_YOUR ASSIGNMENT_: Run through the records and show each line that includes the string "InteractionError".

....

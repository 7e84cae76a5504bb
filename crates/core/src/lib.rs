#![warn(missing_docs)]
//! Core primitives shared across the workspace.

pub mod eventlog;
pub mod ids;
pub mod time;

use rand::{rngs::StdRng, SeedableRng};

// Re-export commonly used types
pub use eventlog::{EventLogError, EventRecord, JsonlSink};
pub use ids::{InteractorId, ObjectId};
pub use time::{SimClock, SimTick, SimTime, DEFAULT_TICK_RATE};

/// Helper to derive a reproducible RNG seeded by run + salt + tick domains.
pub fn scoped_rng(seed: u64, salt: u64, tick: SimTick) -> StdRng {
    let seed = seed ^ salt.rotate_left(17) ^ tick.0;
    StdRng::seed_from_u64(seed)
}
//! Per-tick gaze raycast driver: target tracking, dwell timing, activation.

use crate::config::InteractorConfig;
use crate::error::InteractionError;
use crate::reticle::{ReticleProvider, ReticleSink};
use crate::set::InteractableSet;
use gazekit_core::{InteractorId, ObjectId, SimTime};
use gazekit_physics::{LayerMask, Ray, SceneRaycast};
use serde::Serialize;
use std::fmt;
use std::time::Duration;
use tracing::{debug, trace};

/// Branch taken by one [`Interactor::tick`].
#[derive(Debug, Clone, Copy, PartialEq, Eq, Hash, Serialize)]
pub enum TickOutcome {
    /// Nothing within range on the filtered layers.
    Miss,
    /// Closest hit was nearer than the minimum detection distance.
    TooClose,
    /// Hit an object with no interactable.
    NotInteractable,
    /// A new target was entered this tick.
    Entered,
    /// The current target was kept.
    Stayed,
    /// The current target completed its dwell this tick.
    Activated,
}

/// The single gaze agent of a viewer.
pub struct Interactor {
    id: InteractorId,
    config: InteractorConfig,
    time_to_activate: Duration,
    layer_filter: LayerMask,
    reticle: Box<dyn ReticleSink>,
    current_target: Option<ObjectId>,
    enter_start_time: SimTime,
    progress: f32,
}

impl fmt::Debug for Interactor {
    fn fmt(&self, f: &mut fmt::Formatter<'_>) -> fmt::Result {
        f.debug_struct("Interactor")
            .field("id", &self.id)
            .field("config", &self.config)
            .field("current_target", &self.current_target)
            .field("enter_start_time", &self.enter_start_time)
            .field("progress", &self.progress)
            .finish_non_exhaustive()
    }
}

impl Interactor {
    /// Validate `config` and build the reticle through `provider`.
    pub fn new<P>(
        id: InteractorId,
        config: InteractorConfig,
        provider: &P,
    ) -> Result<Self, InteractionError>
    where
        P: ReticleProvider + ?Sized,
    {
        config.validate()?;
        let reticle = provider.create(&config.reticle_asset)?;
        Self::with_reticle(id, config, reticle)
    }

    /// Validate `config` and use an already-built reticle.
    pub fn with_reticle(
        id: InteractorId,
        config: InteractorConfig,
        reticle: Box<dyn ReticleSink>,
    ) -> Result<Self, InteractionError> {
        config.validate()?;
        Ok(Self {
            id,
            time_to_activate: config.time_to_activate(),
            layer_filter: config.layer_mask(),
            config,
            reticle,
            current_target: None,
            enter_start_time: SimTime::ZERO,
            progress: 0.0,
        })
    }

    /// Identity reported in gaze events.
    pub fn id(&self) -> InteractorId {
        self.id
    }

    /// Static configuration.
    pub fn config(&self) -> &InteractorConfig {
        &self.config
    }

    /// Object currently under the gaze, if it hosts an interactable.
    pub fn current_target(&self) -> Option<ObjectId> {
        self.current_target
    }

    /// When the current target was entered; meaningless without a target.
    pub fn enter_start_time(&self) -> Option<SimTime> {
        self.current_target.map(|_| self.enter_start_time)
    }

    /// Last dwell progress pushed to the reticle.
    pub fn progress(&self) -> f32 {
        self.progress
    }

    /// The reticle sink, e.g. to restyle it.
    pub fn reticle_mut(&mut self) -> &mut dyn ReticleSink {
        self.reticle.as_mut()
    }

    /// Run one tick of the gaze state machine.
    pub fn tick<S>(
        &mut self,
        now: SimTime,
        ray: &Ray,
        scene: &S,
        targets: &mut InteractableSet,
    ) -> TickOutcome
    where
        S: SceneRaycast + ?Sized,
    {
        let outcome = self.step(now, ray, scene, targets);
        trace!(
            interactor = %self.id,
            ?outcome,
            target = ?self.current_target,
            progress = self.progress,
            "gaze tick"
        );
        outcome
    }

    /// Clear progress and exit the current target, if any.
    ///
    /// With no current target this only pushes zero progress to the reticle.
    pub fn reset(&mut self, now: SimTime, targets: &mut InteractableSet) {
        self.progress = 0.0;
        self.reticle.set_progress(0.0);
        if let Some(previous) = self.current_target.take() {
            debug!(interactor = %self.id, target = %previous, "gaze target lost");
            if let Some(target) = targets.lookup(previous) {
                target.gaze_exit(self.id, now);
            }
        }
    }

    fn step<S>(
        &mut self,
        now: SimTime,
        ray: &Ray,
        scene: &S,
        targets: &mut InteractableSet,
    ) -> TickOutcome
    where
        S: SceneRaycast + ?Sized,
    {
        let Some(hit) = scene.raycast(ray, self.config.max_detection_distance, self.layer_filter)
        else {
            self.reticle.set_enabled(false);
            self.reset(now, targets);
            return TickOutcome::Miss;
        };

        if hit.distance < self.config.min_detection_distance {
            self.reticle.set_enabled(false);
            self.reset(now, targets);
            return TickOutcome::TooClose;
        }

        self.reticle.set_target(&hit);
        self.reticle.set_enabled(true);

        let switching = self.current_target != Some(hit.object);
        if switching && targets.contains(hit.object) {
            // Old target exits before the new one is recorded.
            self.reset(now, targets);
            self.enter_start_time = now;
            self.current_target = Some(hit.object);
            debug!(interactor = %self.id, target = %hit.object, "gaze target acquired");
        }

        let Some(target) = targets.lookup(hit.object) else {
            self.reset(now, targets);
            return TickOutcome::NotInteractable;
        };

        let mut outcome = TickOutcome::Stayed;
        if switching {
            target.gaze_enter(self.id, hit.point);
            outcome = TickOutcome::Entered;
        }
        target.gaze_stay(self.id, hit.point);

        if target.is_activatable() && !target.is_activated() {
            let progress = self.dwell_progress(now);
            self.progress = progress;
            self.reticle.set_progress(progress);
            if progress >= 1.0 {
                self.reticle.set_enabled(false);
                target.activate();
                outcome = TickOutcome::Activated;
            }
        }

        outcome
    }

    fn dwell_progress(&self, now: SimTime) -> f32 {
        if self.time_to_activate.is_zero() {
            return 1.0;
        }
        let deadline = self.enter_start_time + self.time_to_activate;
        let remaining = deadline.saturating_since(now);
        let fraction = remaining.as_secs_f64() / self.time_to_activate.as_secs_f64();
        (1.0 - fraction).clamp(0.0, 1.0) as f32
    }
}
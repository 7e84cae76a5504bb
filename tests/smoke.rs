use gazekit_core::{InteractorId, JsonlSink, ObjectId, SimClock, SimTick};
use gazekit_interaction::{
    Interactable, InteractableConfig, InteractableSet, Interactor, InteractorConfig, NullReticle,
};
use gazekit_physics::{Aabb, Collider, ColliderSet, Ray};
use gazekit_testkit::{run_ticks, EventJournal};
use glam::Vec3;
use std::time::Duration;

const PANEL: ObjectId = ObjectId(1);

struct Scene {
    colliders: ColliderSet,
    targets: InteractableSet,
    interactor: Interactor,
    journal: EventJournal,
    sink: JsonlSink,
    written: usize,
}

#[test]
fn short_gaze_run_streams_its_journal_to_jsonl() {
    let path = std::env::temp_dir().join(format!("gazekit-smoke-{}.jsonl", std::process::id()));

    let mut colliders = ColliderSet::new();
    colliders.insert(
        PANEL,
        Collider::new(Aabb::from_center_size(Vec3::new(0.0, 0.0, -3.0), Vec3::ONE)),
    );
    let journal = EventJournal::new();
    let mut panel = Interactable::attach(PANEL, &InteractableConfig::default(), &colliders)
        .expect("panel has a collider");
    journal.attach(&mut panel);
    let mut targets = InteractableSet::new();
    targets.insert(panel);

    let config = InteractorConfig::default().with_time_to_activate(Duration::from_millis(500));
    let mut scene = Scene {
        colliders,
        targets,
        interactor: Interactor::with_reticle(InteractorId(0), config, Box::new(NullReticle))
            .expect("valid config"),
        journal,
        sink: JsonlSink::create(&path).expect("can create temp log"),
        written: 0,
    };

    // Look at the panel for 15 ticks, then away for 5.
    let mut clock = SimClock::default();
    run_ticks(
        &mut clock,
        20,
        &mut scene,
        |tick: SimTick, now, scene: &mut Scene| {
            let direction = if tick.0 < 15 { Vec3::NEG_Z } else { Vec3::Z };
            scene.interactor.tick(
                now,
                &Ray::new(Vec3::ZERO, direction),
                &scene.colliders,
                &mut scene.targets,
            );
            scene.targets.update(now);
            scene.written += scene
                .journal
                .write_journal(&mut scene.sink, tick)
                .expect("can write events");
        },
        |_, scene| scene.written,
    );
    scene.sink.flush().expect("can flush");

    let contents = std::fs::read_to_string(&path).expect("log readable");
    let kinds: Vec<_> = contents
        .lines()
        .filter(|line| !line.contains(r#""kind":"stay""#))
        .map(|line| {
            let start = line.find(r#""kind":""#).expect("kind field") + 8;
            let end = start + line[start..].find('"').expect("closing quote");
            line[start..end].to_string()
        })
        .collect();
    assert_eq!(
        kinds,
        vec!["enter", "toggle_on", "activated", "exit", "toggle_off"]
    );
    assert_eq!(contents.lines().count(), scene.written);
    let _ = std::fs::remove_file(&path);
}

....

_TASK SOLUTION_:
use crate::error::InteractionError;
    ) -> Result<Self, InteractionError>
    ) -> Result<Self, InteractionError> {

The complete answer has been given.